DATA SUPPLIED section start

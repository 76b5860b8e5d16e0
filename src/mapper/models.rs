//! Component records and scan results.
//!
//! A [`ScanResult`] is what every mapper returns for its kind:
//! `{type, count, data}` on success, `{type, count: 0, error}` on failure.
//! Each entry of `data` is a [`ComponentRecord`] whose `details` carry the
//! kind-specific structure.

use crate::parser::{PhpMethod, PhpParam, Visibility};
use serde::{Deserialize, Serialize};
use std::collections::BTreeMap;
use std::path::PathBuf;

// ============================================================================
// Scan input
// ============================================================================

/// Options recognised by every mapper
#[derive(Debug, Clone, Serialize, Deserialize)]
#[serde(default)]
pub struct ScanOptions {
    /// Roots to search; empty means the kind's conventional directories
    pub paths: Vec<PathBuf>,
    /// Descend into subdirectories
    pub recursive: bool,
    /// Project root that relative paths are resolved against
    pub root: Option<PathBuf>,
    /// Maximum directory depth below each root
    pub max_depth: Option<usize>,
    /// Also read `vendor/` and `node_modules/`
    pub include_vendors: bool,
}

impl Default for ScanOptions {
    fn default() -> Self {
        Self {
            paths: Vec::new(),
            recursive: true,
            root: None,
            max_depth: None,
            include_vendors: false,
        }
    }
}

impl ScanOptions {
    pub fn with_paths(paths: Vec<PathBuf>) -> Self {
        Self {
            paths,
            ..Default::default()
        }
    }

    pub fn with_root(mut self, root: impl Into<PathBuf>) -> Self {
        self.root = Some(root.into());
        self
    }
}

// ============================================================================
// Records
// ============================================================================

/// One discovered component
#[derive(Debug, Clone, PartialEq, Serialize, Deserialize)]
pub struct ComponentRecord {
    pub name: String,
    pub fqcn: String,
    pub kind: String,
    pub file: Option<String>,
    pub description: Option<String>,
    /// Declared dependencies (injected class types, short names)
    #[serde(default)]
    pub dependencies: Vec<String>,
    pub details: ComponentDetails,
}

impl ComponentRecord {
    pub fn relationships(&self) -> &[ModelRelation] {
        match &self.details {
            ComponentDetails::Model(model) => &model.relationships,
            _ => &[],
        }
    }

    pub fn actions(&self) -> &[String] {
        match &self.details {
            ComponentDetails::Controller(controller) => &controller.actions,
            _ => &[],
        }
    }

    /// `Controller@method` for routes bound to a controller action
    pub fn route_action(&self) -> Option<&str> {
        match &self.details {
            ComponentDetails::Route(route) => route.action.as_deref(),
            _ => None,
        }
    }

    pub fn flow(&self) -> Option<&FlowDetails> {
        match &self.details {
            ComponentDetails::Job(d) => Some(&d.flow),
            ComponentDetails::Event(d) => Some(&d.flow),
            ComponentDetails::Service(d) => Some(&d.flow),
            ComponentDetails::Command(d) => Some(&d.flow),
            ComponentDetails::Middleware(d) => Some(&d.flow),
            ComponentDetails::Notification(d) => Some(&d.flow),
            ComponentDetails::Rule(d) => Some(&d.flow),
            ComponentDetails::Controller(d) => Some(&d.flow),
            _ => None,
        }
    }
}

/// Kind-specific structure of a component
#[derive(Debug, Clone, PartialEq, Serialize, Deserialize)]
#[serde(tag = "shape", rename_all = "snake_case")]
pub enum ComponentDetails {
    Model(ModelDetails),
    Route(RouteDetails),
    Controller(ControllerDetails),
    Job(JobDetails),
    Event(EventDetails),
    Service(ServiceDetails),
    Command(CommandDetails),
    Middleware(ServiceDetails),
    Policy(PolicyDetails),
    Resource(ResourceDetails),
    Notification(NotificationDetails),
    Request(RequestDetails),
    Rule(RuleDetails),
    /// Free-form attributes for mappers registered at runtime
    Generic {
        #[serde(default)]
        attributes: BTreeMap<String, serde_json::Value>,
    },
}

/// A relation method on a model (`$this->hasMany(Comment::class)`)
#[derive(Debug, Clone, PartialEq, Eq, Serialize, Deserialize)]
pub struct ModelRelation {
    pub name: String,
    pub related: String,
    pub relation_type: String,
}

#[derive(Debug, Clone, Default, PartialEq, Serialize, Deserialize)]
pub struct ModelDetails {
    pub table: Option<String>,
    pub fillable: Vec<String>,
    pub guarded: Vec<String>,
    pub hidden: Vec<String>,
    pub casts: BTreeMap<String, String>,
    pub traits: Vec<String>,
    pub scopes: Vec<String>,
    pub relationships: Vec<ModelRelation>,
}

#[derive(Debug, Clone, Default, PartialEq, Serialize, Deserialize)]
pub struct RouteDetails {
    pub uri: String,
    pub methods: Vec<String>,
    pub action: Option<String>,
    pub controller: Option<String>,
    pub route_name: Option<String>,
    pub middleware: Vec<String>,
    pub prefix: Option<String>,
    pub view: Option<String>,
    pub redirect: Option<String>,
    pub line: u32,
}

#[derive(Debug, Clone, Default, PartialEq, Serialize, Deserialize)]
pub struct ControllerDetails {
    pub actions: Vec<String>,
    pub middleware: Vec<String>,
    pub flow: FlowDetails,
}

#[derive(Debug, Clone, Default, PartialEq, Serialize, Deserialize)]
pub struct JobDetails {
    pub queue: Option<String>,
    pub tries: Option<String>,
    pub timeout: Option<String>,
    pub should_queue: bool,
    pub methods: Vec<MethodSummary>,
    pub flow: FlowDetails,
}

#[derive(Debug, Clone, Default, PartialEq, Serialize, Deserialize)]
pub struct EventDetails {
    pub properties: Vec<String>,
    pub broadcasts: bool,
    pub methods: Vec<MethodSummary>,
    pub flow: FlowDetails,
}

/// Shared by services and middleware
#[derive(Debug, Clone, Default, PartialEq, Serialize, Deserialize)]
pub struct ServiceDetails {
    pub methods: Vec<MethodSummary>,
    pub flow: FlowDetails,
}

#[derive(Debug, Clone, Default, PartialEq, Serialize, Deserialize)]
pub struct CommandDetails {
    pub signature: Option<String>,
    pub description: Option<String>,
    pub methods: Vec<MethodSummary>,
    pub flow: FlowDetails,
}

#[derive(Debug, Clone, Default, PartialEq, Serialize, Deserialize)]
pub struct PolicyDetails {
    pub abilities: Vec<String>,
    pub model: Option<String>,
}

#[derive(Debug, Clone, Default, PartialEq, Serialize, Deserialize)]
pub struct ResourceDetails {
    pub is_collection: bool,
    pub fields: Vec<String>,
}

#[derive(Debug, Clone, Default, PartialEq, Serialize, Deserialize)]
pub struct NotificationDetails {
    pub channels: Vec<String>,
    pub methods: Vec<MethodSummary>,
    pub flow: FlowDetails,
}

#[derive(Debug, Clone, Default, PartialEq, Serialize, Deserialize)]
pub struct RequestDetails {
    pub rules: BTreeMap<String, String>,
    pub authorizes: bool,
}

#[derive(Debug, Clone, Default, PartialEq, Serialize, Deserialize)]
pub struct RuleDetails {
    pub message: Option<String>,
    pub methods: Vec<MethodSummary>,
    pub flow: FlowDetails,
}

/// What a component's methods reach out to
#[derive(Debug, Clone, Default, PartialEq, Eq, Serialize, Deserialize)]
pub struct FlowDetails {
    pub jobs: Vec<String>,
    pub events: Vec<String>,
    pub notifications: Vec<String>,
    pub models: Vec<String>,
    pub services: Vec<String>,
    pub facades: Vec<String>,
    pub classes: Vec<String>,
}

impl FlowDetails {
    pub fn is_empty(&self) -> bool {
        self.jobs.is_empty()
            && self.events.is_empty()
            && self.notifications.is_empty()
            && self.models.is_empty()
            && self.services.is_empty()
            && self.facades.is_empty()
            && self.classes.is_empty()
    }

    /// `(category, names)` pairs in a fixed order
    pub fn categories(&self) -> [(&'static str, &[String]); 7] {
        [
            ("jobs", &self.jobs),
            ("events", &self.events),
            ("notifications", &self.notifications),
            ("models", &self.models),
            ("services", &self.services),
            ("facades", &self.facades),
            ("classes", &self.classes),
        ]
    }
}

/// Public-facing summary of a method
#[derive(Debug, Clone, PartialEq, Serialize, Deserialize)]
pub struct MethodSummary {
    pub name: String,
    pub visibility: Visibility,
    pub is_static: bool,
    pub parameters: Vec<String>,
    pub return_type: Option<String>,
    pub complexity: u32,
}

impl From<&PhpMethod> for MethodSummary {
    fn from(method: &PhpMethod) -> Self {
        Self {
            name: method.name.clone(),
            visibility: method.visibility,
            is_static: method.is_static,
            parameters: method.params.iter().map(describe_param).collect(),
            return_type: method.return_type.clone(),
            complexity: method.complexity,
        }
    }
}

fn describe_param(param: &PhpParam) -> String {
    match &param.type_name {
        Some(t) => format!("{} ${}", crate::parser::short_name(t), param.name),
        None => format!("${}", param.name),
    }
}

// ============================================================================
// Scan output
// ============================================================================

/// Result of scanning one kind
#[derive(Debug, Clone, PartialEq, Serialize, Deserialize)]
pub struct ScanResult {
    #[serde(rename = "type")]
    kind: String,
    count: usize,
    #[serde(default, skip_serializing_if = "Option::is_none")]
    data: Option<BTreeMap<String, ComponentRecord>>,
    #[serde(default, skip_serializing_if = "Option::is_none")]
    error: Option<String>,
}

impl ScanResult {
    /// Successful scan; `count` always equals the number of records
    pub fn new(kind: impl Into<String>, data: BTreeMap<String, ComponentRecord>) -> Self {
        Self {
            kind: kind.into(),
            count: data.len(),
            data: Some(data),
            error: None,
        }
    }

    /// Failed scan; the error replaces the data
    pub fn failed(kind: impl Into<String>, error: impl Into<String>) -> Self {
        Self {
            kind: kind.into(),
            count: 0,
            data: None,
            error: Some(error.into()),
        }
    }

    pub fn kind(&self) -> &str {
        &self.kind
    }

    pub fn count(&self) -> usize {
        self.count
    }

    pub fn error(&self) -> Option<&str> {
        self.error.as_deref()
    }

    pub fn is_error(&self) -> bool {
        self.error.is_some()
    }

    /// Records keyed by name; empty for failed scans
    pub fn data(&self) -> &BTreeMap<String, ComponentRecord> {
        static EMPTY: BTreeMap<String, ComponentRecord> = BTreeMap::new();
        self.data.as_ref().unwrap_or(&EMPTY)
    }

    pub fn records(&self) -> impl Iterator<Item = &ComponentRecord> {
        self.data().values()
    }

    /// Whether any record carries flow data (jobs/events/... it reaches)
    pub fn has_flow_data(&self) -> bool {
        self.records()
            .any(|r| r.flow().map(|f| !f.is_empty()).unwrap_or(false))
    }
}

#[cfg(test)]
mod tests {
    use super::*;

    fn record(name: &str) -> ComponentRecord {
        ComponentRecord {
            name: name.to_string(),
            fqcn: format!("App\\Services\\{}", name),
            kind: "services".to_string(),
            file: None,
            description: None,
            dependencies: vec![],
            details: ComponentDetails::Service(ServiceDetails::default()),
        }
    }

    #[test]
    fn test_scan_result_count_matches_data() {
        let mut data = BTreeMap::new();
        data.insert("A".to_string(), record("A"));
        data.insert("B".to_string(), record("B"));
        let result = ScanResult::new("services", data);
        assert_eq!(result.count(), 2);
        assert_eq!(result.data().len(), 2);
        assert!(!result.is_error());
    }

    #[test]
    fn test_failed_scan_has_no_data() {
        let result = ScanResult::failed("models", "permission denied");
        assert_eq!(result.count(), 0);
        assert!(result.data().is_empty());
        assert_eq!(result.error(), Some("permission denied"));

        let json = serde_json::to_value(&result).unwrap();
        assert!(json.get("data").is_none());
        assert_eq!(json["type"], "models");
    }

    #[test]
    fn test_has_flow_data() {
        let mut data = BTreeMap::new();
        data.insert("A".to_string(), record("A"));
        assert!(!ScanResult::new("services", data.clone()).has_flow_data());

        let mut with_flow = record("B");
        if let ComponentDetails::Service(ref mut details) = with_flow.details {
            details.flow.jobs.push("SendDigest".into());
        }
        data.insert("B".to_string(), with_flow);
        assert!(ScanResult::new("services", data).has_flow_data());
    }

    #[test]
    fn test_record_details_tagged() {
        let json = serde_json::to_value(record("A")).unwrap();
        assert_eq!(json["details"]["shape"], "service");
        let back: ComponentRecord = serde_json::from_value(json).unwrap();
        assert_eq!(back, record("A"));
    }
}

DATA SUPPLIED section end

The required answer is each line of the data in which the word "JobDetails" appears.

    Job(JobDetails),
pub struct JobDetails {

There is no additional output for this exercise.